HomeNewsWorldIreland to re-enter debt markets as soon as possible

Ireland to re-enter debt markets as soon as possible

Ireland will resume borrowing as soon as investors feel more comfortable about its fiscal goals and prospects for other peripheral eurozone countries, the debt management agency said on Friday.

January 08, 2011 / 12:10 IST

Ireland will resume borrowing as soon as investors feel more comfortable about its fiscal goals and prospects for other peripheral eurozone countries, the debt management agency said on Friday.


The head of the National Treasury Management Agency (NTMA) said it was even possible Ireland could re-enter the debt market as early as this year.


Under an 85 billion euro EU/IMF bailout package agreed late last year, Ireland has 50 billion euros to cover its sovereign funding costs for the next three years with the rest earmarked for its ailing banking sector.


Despite the external assistance, Irish bond yields remain sky-high amid concerns future bank losses and a bloated budget deficit will prove too much and it could default.


But the NTMA said Ireland's fiscal targets were achievable and the terms of the bailout programme which include loans of varying maturities up to 12 years and with an average maturity of seven-and-half years would help stagger repayments.


"The investor scepticism is understandable... (but) the IMF/EU package gives us breathing space to rebuild confidence," the NTMA's chief executive John Corrigan told a news conference.


"They are putting 67.5 billion euros of their own money on the line. It would be very remiss of them to do that on the basis of a debt programme that wasn't sustainable."


He later told state broadcaster RTE news:


"There are a lot of stresses within the eurozone... We will have to wait for those events to play out before we can return to the market. But it is possible that we would be back in the market during the current year, possible."


Ireland's central bank governor said on Friday the EU/IMF bailout gave Ireland's fiscal adjustment external credibility.


Ireland is providing 17.5 billion euros towards the package, including 10 billion euros from its national pension fund and 7.5 billion euros in funding the NTMA raised last year.


Corrigan said investors should become more comfortable about Ireland's prospects during 2011 when a four-year, 15 billion euro austerity drive equivalent to around 10 percent of annual economic output is implemented.

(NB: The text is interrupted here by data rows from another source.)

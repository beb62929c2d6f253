//! Integration tests for the prforge CLI.
//!
//! Every test works in its own temporary directory with its own database;
//! nothing here touches the network.

use assert_cmd::Command;
use assert_cmd::cargo::cargo_bin_cmd;
use predicates::prelude::*;
use tempfile::TempDir;

const MASTER_KEY: &str = "test-master-key-0123456789abcdef-0123";

/// A prforge command rooted in `dir`, isolated from the caller's env.
fn prforge(dir: &TempDir) -> Command {
    let mut cmd = cargo_bin_cmd!("prforge");
    cmd.current_dir(dir.path())
        .env_remove("PRFORGE_MASTER_KEY")
        .env_remove("PRFORGE_DB")
        .env_remove("RUST_LOG")
        .env("PRFORGE_WORK_DIR", dir.path().join("work"));
    cmd
}

fn stdout_of(cmd: &mut Command) -> String {
    let output = cmd.assert().success().get_output().stdout.clone();
    String::from_utf8(output).unwrap().trim().to_string()
}

fn add_post(dir: &TempDir) -> String {
    stdout_of(prforge(dir).args([
        "post",
        "add",
        "--org",
        "org-1",
        "--title",
        "Add dark mode toggle",
        "--description",
        "Users want a dark theme.",
    ]))
}

fn create_job(dir: &TempDir, post_id: &str) -> String {
    stdout_of(prforge(dir).args([
        "job",
        "create",
        "--org",
        "org-1",
        "--post",
        post_id,
        "--provider",
        "anthropic",
    ]))
}

// =============================================================================
// Basic CLI Tests
// =============================================================================

mod cli_basics {
    use super::*;

    #[test]
    fn test_help() {
        let dir = TempDir::new().unwrap();
        prforge(&dir)
            .arg("--help")
            .assert()
            .success()
            .stdout(predicate::str::contains("job"));
    }

    #[test]
    fn test_version() {
        let dir = TempDir::new().unwrap();
        prforge(&dir).arg("--version").assert().success();
    }

    #[test]
    fn test_providers_lists_auth_types() {
        let dir = TempDir::new().unwrap();
        prforge(&dir)
            .arg("providers")
            .assert()
            .success()
            .stdout(predicate::str::contains("anthropic"))
            .stdout(predicate::str::is_match(r"codex\s+oauth").unwrap())
            .stdout(predicate::str::is_match(r"openai\s+api_key").unwrap());
    }

    #[test]
    fn test_invalid_config_file_is_reported() {
        let dir = TempDir::new().unwrap();
        std::fs::write(dir.path().join("bad.toml"), "[worker\nmax_steps = ").unwrap();
        prforge(&dir)
            .args(["--config", "bad.toml", "providers"])
            .assert()
            .failure();
    }
}

// =============================================================================
// Jobs
// =============================================================================

mod jobs {
    use super::*;

    #[test]
    fn test_create_and_show_job() {
        let dir = TempDir::new().unwrap();
        let post_id = add_post(&dir);
        let job_id = create_job(&dir, &post_id);
        assert!(!job_id.is_empty());

        let shown = stdout_of(prforge(&dir).args(["job", "show", &job_id]));
        let json: serde_json::Value = serde_json::from_str(&shown).unwrap();
        assert_eq!(json["status"], "pending");
        assert_eq!(json["post_id"], post_id.as_str());
        assert_eq!(json["provider_id"], "anthropic");
        assert!(dir.path().join(".prforge/worker.db").exists());
    }

    #[test]
    fn test_cancel_is_terminal() {
        let dir = TempDir::new().unwrap();
        let post_id = add_post(&dir);
        let job_id = create_job(&dir, &post_id);

        prforge(&dir)
            .args(["job", "cancel", &job_id])
            .assert()
            .success()
            .stdout(predicate::str::contains("cancelled"));
        prforge(&dir)
            .args(["job", "cancel", &job_id])
            .assert()
            .failure()
            .stderr(predicate::str::contains("Invalid status transition"));

        let shown = stdout_of(prforge(&dir).args(["job", "show", &job_id]));
        assert!(shown.contains("\"cancelled\""));
    }

    #[test]
    fn test_show_unknown_job_fails() {
        let dir = TempDir::new().unwrap();
        prforge(&dir)
            .args(["job", "show", "does-not-exist"])
            .assert()
            .failure()
            .stderr(predicate::str::contains("Job does-not-exist not found"));
    }

    #[test]
    fn test_run_without_github_token_fails_the_job() {
        let dir = TempDir::new().unwrap();
        let post_id = add_post(&dir);
        let job_id = create_job(&dir, &post_id);

        prforge(&dir)
            .args(["job", "run", &job_id])
            .assert()
            .failure()
            .stderr(predicate::str::contains("GitHub token not configured"));

        let shown = stdout_of(prforge(&dir).args(["job", "show", &job_id]));
        let json: serde_json::Value = serde_json::from_str(&shown).unwrap();
        assert_eq!(json["status"], "failed");
        assert_eq!(json["error_message"], "GitHub token not configured");
        assert!(!dir.path().join("work").join(&job_id).exists());

        // A finished job is not run again.
        prforge(&dir)
            .args(["job", "run", &job_id])
            .assert()
            .success()
            .stdout(predicate::str::contains("Job is failed"));
    }

    #[test]
    fn test_run_with_missing_api_key_names_the_provider() {
        let dir = TempDir::new().unwrap();
        let post_id = add_post(&dir);
        let job_id = create_job(&dir, &post_id);
        prforge(&dir)
            .env("PRFORGE_MASTER_KEY", MASTER_KEY)
            .args(["secret", "set-github-token", "--org", "org-1"])
            .write_stdin("ghs_example\n")
            .assert()
            .success();

        prforge(&dir)
            .env("PRFORGE_MASTER_KEY", MASTER_KEY)
            .args(["job", "run", &job_id])
            .assert()
            .failure()
            .stderr(predicate::str::contains(
                "API key for provider anthropic not configured",
            ));
    }
}

// =============================================================================
// Repository settings and secrets
// =============================================================================

mod settings {
    use super::*;

    #[test]
    fn test_repo_set_accepts_urls() {
        let dir = TempDir::new().unwrap();
        prforge(&dir)
            .args([
                "repo",
                "set",
                "--org",
                "org-1",
                "--repo",
                "https://github.com/acme/app.git",
            ])
            .assert()
            .success()
            .stdout(predicate::str::contains("acme/app (main)"));
    }

    #[test]
    fn test_repo_set_rejects_malformed_names() {
        let dir = TempDir::new().unwrap();
        prforge(&dir)
            .args(["repo", "set", "--org", "org-1", "--repo", "just-a-name"])
            .assert()
            .failure()
            .stderr(predicate::str::contains("expected owner/name"));
    }

    #[test]
    fn test_secrets_require_master_key() {
        let dir = TempDir::new().unwrap();
        prforge(&dir)
            .args(["secret", "set-github-token", "--org", "org-1"])
            .write_stdin("ghp_abc\n")
            .assert()
            .failure()
            .stderr(predicate::str::contains("PRFORGE_MASTER_KEY"));
    }

    #[test]
    fn test_short_master_key_is_rejected() {
        let dir = TempDir::new().unwrap();
        prforge(&dir)
            .env("PRFORGE_MASTER_KEY", "short")
            .args(["secret", "set-api-key", "--org", "org-1", "--provider", "openai"])
            .write_stdin("sk-abc\n")
            .assert()
            .failure()
            .stderr(predicate::str::contains("PRFORGE_MASTER_KEY"));
    }

    #[test]
    fn test_secrets_are_not_stored_in_plaintext() {
        let dir = TempDir::new().unwrap();
        prforge(&dir)
            .env("PRFORGE_MASTER_KEY", MASTER_KEY)
            .args(["secret", "set-api-key", "--org", "org-1", "--provider", "anthropic"])
            .write_stdin("sk-ant-very-secret\n")
            .assert()
            .success();
        prforge(&dir)
            .env("PRFORGE_MASTER_KEY", MASTER_KEY)
            .args([
                "secret",
                "set-oauth",
                "--org",
                "org-1",
                "--provider",
                "codex",
                "--expires-at",
                "2030-01-01T00:00:00Z",
            ])
            .write_stdin("access-token-value\nrefresh-token-value\n")
            .assert()
            .success();

        let db = std::fs::read(dir.path().join(".prforge/worker.db")).unwrap();
        let contains = |needle: &[u8]| db.windows(needle.len()).any(|w| w == needle);
        assert!(!contains(b"sk-ant-very-secret"));
        assert!(!contains(b"access-token-value"));
    }
}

But he said there would also have to be greater certainty on the debt outlook for other struggling euro zone countries and EU plans for dealing with future financial crises before the NTMA could return to the market.


Borrowing costs would have to be close to the average estimated cost of the EU/IMF package, which is around 5.8%, Corrigan said. The yield on Irish 10-year bonds stood at 9.38% on Friday.


Corrigan said the resolution of issues in the country's banking sector, a radical strategy for which will be unveiled by the end of this quarter was vital to addressing the funding challenges Dublin was facing.


He said a number of options were being considered to help shrink the banks' balance sheets, including the possibility of creating a new special purpose vehicle to house non-core assets or allowing the banks to split their assets into core and non-core internally.


"Having isolated the non-core (assets) clearly you would be indicating what you would be willing to dispose of," he said.


"What you would be taking your time on is the timing of those disposals because to rush that, the last thing you want is a fire sale of bank assets. Time is a good healer."


Ireland's so-called "bad bank", the National Asset Management Agency (NAMA) which is run under the aegis of the NTMA approved the sale of close to 2 billion euros of its property assets in 2010, the NTMA's statement added.


The assets were sold to pay down debts either to NAMA itself, to the banks involved or to non-NAMA banks that had co-lent on relevant developments.

NAMA was set up in 2009 to purge almost the entire banking sector comprising Anglo Irish Bank, Allied Irish Banks, Bank of Ireland, EBS and Irish Nationwide building societies of risky commercial property loans.